- Kingston has launched the industry-first USB drive with top-of-the-line military-grade security.
- Some cybersecurity experts believe hardware-based security products can help supplement software-only security.
- Others think such hardware security products are much harder to patch than software running on computers.
If one of the leading reasons that help facilitate cyberattacks is weak, unpatched, outdated software, could a strong hardware-based security product eliminate that risk? The answer is slightly more nuanced, suggest security experts.
Kickstarting the discussion was the launch of the IronKey Keypad 200 USB drive, which Kingston claims is the industry’s first drive that delivers military-grade protection for our data. The drive contains several protection mechanisms to ensure stored data can’t be accessed by unscrupulous users and cybercriminals, thanks to a couple of different read-only modes. This could help it combat malware, like the one discovered earlier this year, which spreads via infected USB drives.
“The Kingston IronKey Keypad 200 is an encouraging development in secure removable storage,” Sami Elhini, senior product manager at Cerberus Sentinel, told Lifewire over email. “The strong encryption algorithm, pin lockout feature, self-destruct functionality, and epoxy tamper protection make this device suitable for protecting sensitive information.”
You can think of hardware-based security as a means of protection against attacks that take the form of a physical device rather than using software installed on a computer. Common examples include smart cards that work along with passwords to further strengthen all kinds of online and offline user accounts.

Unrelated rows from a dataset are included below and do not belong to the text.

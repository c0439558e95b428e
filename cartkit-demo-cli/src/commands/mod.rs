//! CLI command implementations

pub mod checkout;
pub mod enable;
pub mod methods;
pub mod settings;

use std::sync::Arc;

use cartkit_lib::memory::{BaseUrls, MemoryLedger, MemoryOrderStore, MemorySettings, StaticAccess};
use cartkit_lib::{GatewayRegistry, ModuleRegistry, OrderStatusId, OrderStatusOption};
use cartkit_twocheckout::{Twocheckout, TwocheckoutSettings};

use crate::gateway::DemoGateway;

/// The demo storefront: in-memory host adapters wired to the 2Checkout
/// module, rebuilt per invocation.
pub struct DemoHost {
    pub gateways: Arc<GatewayRegistry>,
    pub orders: Arc<MemoryOrderStore>,
    pub ledger: Arc<MemoryLedger>,
    pub settings: Arc<MemorySettings>,
    pub modules: ModuleRegistry,
    pub module: Arc<Twocheckout>,
}

/// Build the demo storefront, optionally with a ready 2Checkout
/// configuration already stored.
pub async fn build_host(configured: bool) -> anyhow::Result<DemoHost> {
    let gateways = Arc::new(GatewayRegistry::new());
    gateways.register(Box::new(DemoGateway::new()));

    let orders = Arc::new(MemoryOrderStore::with_statuses(vec![
        OrderStatusOption::new(OrderStatusId::AWAITING_PAYMENT, "Awaiting payment"),
        OrderStatusOption::new(OrderStatusId::PROCESSING, "Processing"),
        OrderStatusOption::new("complete", "Complete"),
    ]));
    let ledger = Arc::new(MemoryLedger::new());
    let settings = Arc::new(MemorySettings::new());

    if configured {
        TwocheckoutSettings {
            enabled: true,
            test_mode: true,
            order_status_success: "complete".into(),
            account_number: "801234".into(),
            secret_word: "tango".into(),
        }
        .save(settings.as_ref())
        .await?;
    }

    let module = Arc::new(Twocheckout::new(
        gateways.clone(),
        orders.clone(),
        ledger.clone(),
        settings.clone(),
        Arc::new(StaticAccess::allow_all()),
        Arc::new(BaseUrls::new("https://shop.example")),
    ));

    let modules = ModuleRegistry::new();
    modules.register(module.clone());
    tracing::debug!(configured, "demo host wired");

    Ok(DemoHost {
        gateways,
        orders,
        ledger,
        settings,
        modules,
        module,
    })
}
//! Settings commands - drive the admin settings handler

use anyhow::Result;
use cartkit_lib::{PageRequest, SettingsStore};
use cartkit_twocheckout::{SettingsOutcome, Twocheckout, TwocheckoutSettings};
use serde_json::json;

use crate::ui;

pub async fn show(_verbose: bool) -> Result<()> {
    let host = super::build_host(true).await?;

    match host.module.handle_settings(&PageRequest::new()).await? {
        SettingsOutcome::Page(page) => {
            ui::header("Order statuses");
            for status in &page.statuses {
                ui::key_value(status.id.as_str(), &status.name);
            }

            ui::header("Stored settings");
            ui::json(&serde_json::to_value(&page.settings)?);
        }
        SettingsOutcome::Saved { .. } => {
            anyhow::bail!("a plain render should not save anything");
        }
    }

    Ok(())
}

pub async fn set(
    enabled: bool,
    test: bool,
    success_status: &str,
    account: Option<&str>,
    secret: Option<&str>,
    _verbose: bool,
) -> Result<()> {
    let host = super::build_host(false).await?;

    // Build the form submission the way the admin template posts it: the
    // save field, checked flags as "1", and unchecked flags simply absent.
    let mut request = PageRequest::new()
        .with_posted(Twocheckout::SAVE_ACTION, json!("1"))
        .with_posted(
            TwocheckoutSettings::KEY_ORDER_STATUS_SUCCESS,
            json!(success_status),
        );
    if enabled {
        request = request.with_posted(TwocheckoutSettings::KEY_STATUS, json!("1"));
    }
    if test {
        request = request.with_posted(TwocheckoutSettings::KEY_TEST, json!("1"));
    }
    if let Some(account) = account {
        request = request.with_posted(TwocheckoutSettings::KEY_ACCOUNT_NUMBER, json!(account));
    }
    if let Some(secret) = secret {
        request = request.with_posted(TwocheckoutSettings::KEY_SECRET_WORD, json!(secret));
    }

    match host.module.handle_settings(&request).await? {
        SettingsOutcome::Saved { path, notice } => {
            ui::success(&notice.message);
            ui::key_value("Redirect", &path);
        }
        SettingsOutcome::Page(_) => {
            anyhow::bail!("the submission was not recognized as a save");
        }
    }

    ui::header("Stored settings");
    let stored = host.settings.all(TwocheckoutSettings::NAMESPACE).await?;
    ui::json(&serde_json::to_value(stored)?);

    let settings = TwocheckoutSettings::load(host.settings.as_ref()).await?;
    if settings.is_ready() {
        ui::success("The payment method is now available at checkout");
    } else {
        ui::warning("The payment method stays unavailable until status, account number and secret word are all set");
    }

    Ok(())
}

“As we continue to see an increase in the number of software vulnerabilities, adding additional security controls through hardware could certainly be an added benefit for regular users on the consumer side,” Tonia Dudley, VP and CISO at Cofense, told Lifewire over email.
Dudley argues including additional layers of protection and security controls at the hardware level is definitely worth the effort. For instance, she points to Yubico’s Yubikey, which is popularly used for strengthening multi-factor authentication (MFA).
Pointing to the IronKey Keypad 200 USB drive as a useful mobile storage solution, Grimes told Lifewire via email that it’ll attract people looking for the “best and strongest.” However, he argued that most hacking attempts don’t consider whether the target uses encryption or not, let alone the strength of the encryption algorithm.
“Have you heard of a real-world exploit where the defender said, ‘If only I had military-grade encryption, that attack wouldn’t have happened,’?” Grimes asked rhetorically. “No. No one has. Because it isn’t what is being attacked these days.”
Barking up the Wrong Tree
Grimes believes that hardware-based security isn’t going to be any better at preventing most of the attacks prevalent today.
“Most attacks occur because of three reasons: social engineering, unpatched software, and password reuse,” said Grimes. “Hardware, by itself, doesn’t solve any of those problems.” In fact, he said as far as unpatched software is concerned, hardware can be thought of as software that’s just a lot harder to patch.
Pointing to the Known Exploited Vulnerability Catalog maintained by the Cybersecurity and Infrastructure Security Agency (CISA), Grimes said the list is full of hardware devices and firmware currently under attack by cybercriminals.
Hammering on his point further, Grimes said that back in the day, it was mostly Microsoft Windows, Google, and Apple software in the attacker’s crosshairs. While attackers still go after these popular pieces of software, their primary targets now are hardware products like routers, hardware-attached storage devices, VPNs, DVRs, and more.
The reason for this ties back to his argument, which is that most people don’t patch hardware with the same sense of urgency that they patch software, a fact that attackers are well aware of.
“I guarantee you that if this [IronKey Keypad 200 USB drive] ends up with a bug, it will take [people] far longer to patch and fix than to update Windows or some other OS component,” said Grimes.
So while hardware-based security solutions can, in some instances, make up for the shortcomings of software-based security solutions, don’t mistake them for a panacea.